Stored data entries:

•••

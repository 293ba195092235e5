//! Bounded batch collection from a live event source.

use snafu::prelude::*;
use tokio_util::sync::CancellationToken;
use tracing::{debug, info};

use crate::error::{FeedError, SpoolSnafu};
use crate::feed::{EventSource, FeedEvent, FeedPoll};
use crate::staging::BatchSpool;

/// Ordered, bounded collection of events gathered in one cycle.
///
/// Arrival order is preserved; the last event derives the next cursor.
#[derive(Debug, Default)]
pub struct Batch {
    events: Vec<FeedEvent>,
}

impl Batch {
    pub fn push(&mut self, event: FeedEvent) {
        self.events.push(event);
    }

    pub fn len(&self) -> usize {
        self.events.len()
    }

    pub fn is_empty(&self) -> bool {
        self.events.is_empty()
    }

    pub fn last(&self) -> Option<&FeedEvent> {
        self.events.last()
    }

    pub fn events(&self) -> &[FeedEvent] {
        &self.events
    }
}

impl FromIterator<FeedEvent> for Batch {
    fn from_iter<I: IntoIterator<Item = FeedEvent>>(iter: I) -> Self {
        Self {
            events: iter.into_iter().collect(),
        }
    }
}

/// How a collection cycle ended.
#[derive(Debug, Clone, Copy, PartialEq, Eq)]
pub enum BatchEnd {
    /// The batch reached the configured threshold.
    Full,
    /// The remote side closed the subscription.
    StreamEnded,
    /// A receive hit the read timeout.
    TimedOut,
    /// Shutdown was requested; the partial batch must be discarded.
    Cancelled,
}

/// A batch together with how its collection ended.
#[derive(Debug)]
pub struct CollectedBatch {
    pub batch: Batch,
    pub end: BatchEnd,
}

/// Accumulate events until the batch is full, the stream ends, a receive
/// times out, or shutdown is requested.
///
/// Each accepted event is appended to the spool before it counts toward
/// the batch, so everything in the returned batch is also on disk. Spool
/// failures abort the cycle.
pub async fn collect_batch(
    source: &mut dyn EventSource,
    spool: &mut BatchSpool,
    max_messages: usize,
    shutdown: &CancellationToken,
) -> Result<CollectedBatch, FeedError> {
    let mut batch = Batch::default();

    let end = loop {
        if batch.len() >= max_messages {
            break BatchEnd::Full;
        }

        let poll = tokio::select! {
            biased;

            _ = shutdown.cancelled() => break BatchEnd::Cancelled,

            poll = source.next_event() => poll?,
        };

        match poll {
            FeedPoll::Event(event) => {
                spool.append(&event).context(SpoolSnafu {
                    path: spool.path().display().to_string(),
                })?;
                batch.push(event);
            }
            FeedPoll::StreamEnded => break BatchEnd::StreamEnded,
            FeedPoll::TimedOut => {
                debug!("Receive timed out with {} events buffered", batch.len());
                break BatchEnd::TimedOut;
            }
        }
    };

    info!("Collected {} events ({:?})", batch.len(), end);
    Ok(CollectedBatch { batch, end })
}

•••

ASSIGNMENT: All of the records need to be returned exactly as they are.

WRITTEN RESPONSE:
repository 293ba195092235e5
//! Bounded batch collection from a live event source.

use snafu::prelude::*;
use tokio_util::sync::CancellationToken;
use tracing::{debug, info};

use crate::error::{FeedError, SpoolSnafu};
use crate::feed::{EventSource, FeedEvent, FeedPoll};
use crate::staging::BatchSpool;

/// Ordered, bounded collection of events gathered in one cycle.
///
/// Arrival order is preserved; the last event derives the next cursor.
#[derive(Debug, Default)]
pub struct Batch {
    events: Vec<FeedEvent>,
}

impl Batch {
    pub fn push(&mut self, event: FeedEvent) {
        self.events.push(event);
    }

    pub fn len(&self) -> usize {
        self.events.len()
    }

    pub fn is_empty(&self) -> bool {
        self.events.is_empty()
    }

    pub fn last(&self) -> Option<&FeedEvent> {
        self.events.last()
    }

    pub fn events(&self) -> &[FeedEvent] {
        &self.events
    }
}

impl FromIterator<FeedEvent> for Batch {
    fn from_iter<I: IntoIterator<Item = FeedEvent>>(iter: I) -> Self {
        Self {
            events: iter.into_iter().collect(),
        }
    }
}

/// How a collection cycle ended.
#[derive(Debug, Clone, Copy, PartialEq, Eq)]
pub enum BatchEnd {
    /// The batch reached the configured threshold.
    Full,
    /// The remote side closed the subscription.
    StreamEnded,
    /// A receive hit the read timeout.
    TimedOut,
    /// Shutdown was requested; the partial batch must be discarded.
    Cancelled,
}

/// A batch together with how its collection ended.
#[derive(Debug)]
pub struct CollectedBatch {
    pub batch: Batch,
    pub end: BatchEnd,
}

/// Accumulate events until the batch is full, the stream ends, a receive
/// times out, or shutdown is requested.
///
/// Each accepted event is appended to the spool before it counts toward
/// the batch, so everything in the returned batch is also on disk. Spool
/// failures abort the cycle.
pub async fn collect_batch(
    source: &mut dyn EventSource,
    spool: &mut BatchSpool,
    max_messages: usize,
    shutdown: &CancellationToken,
) -> Result<CollectedBatch, FeedError> {
    let mut batch = Batch::default();

    let end = loop {
        if batch.len() >= max_messages {
            break BatchEnd::Full;
        }

        let poll = tokio::select! {
            biased;

            _ = shutdown.cancelled() => break BatchEnd::Cancelled,

            poll = source.next_event() => poll?,
        };

        match poll {
            FeedPoll::Event(event) => {
                spool.append(&event).context(SpoolSnafu {
                    path: spool.path().display().to_string(),
                })?;
                batch.push(event);
            }
            FeedPoll::StreamEnded => break BatchEnd::StreamEnded,
            FeedPoll::TimedOut => {
                debug!("Receive timed out with {} events buffered", batch.len());
                break BatchEnd::TimedOut;
            }
        }
    };

    info!("Collected {} events ({:?})", batch.len(), end);
    Ok(CollectedBatch { batch, end })
}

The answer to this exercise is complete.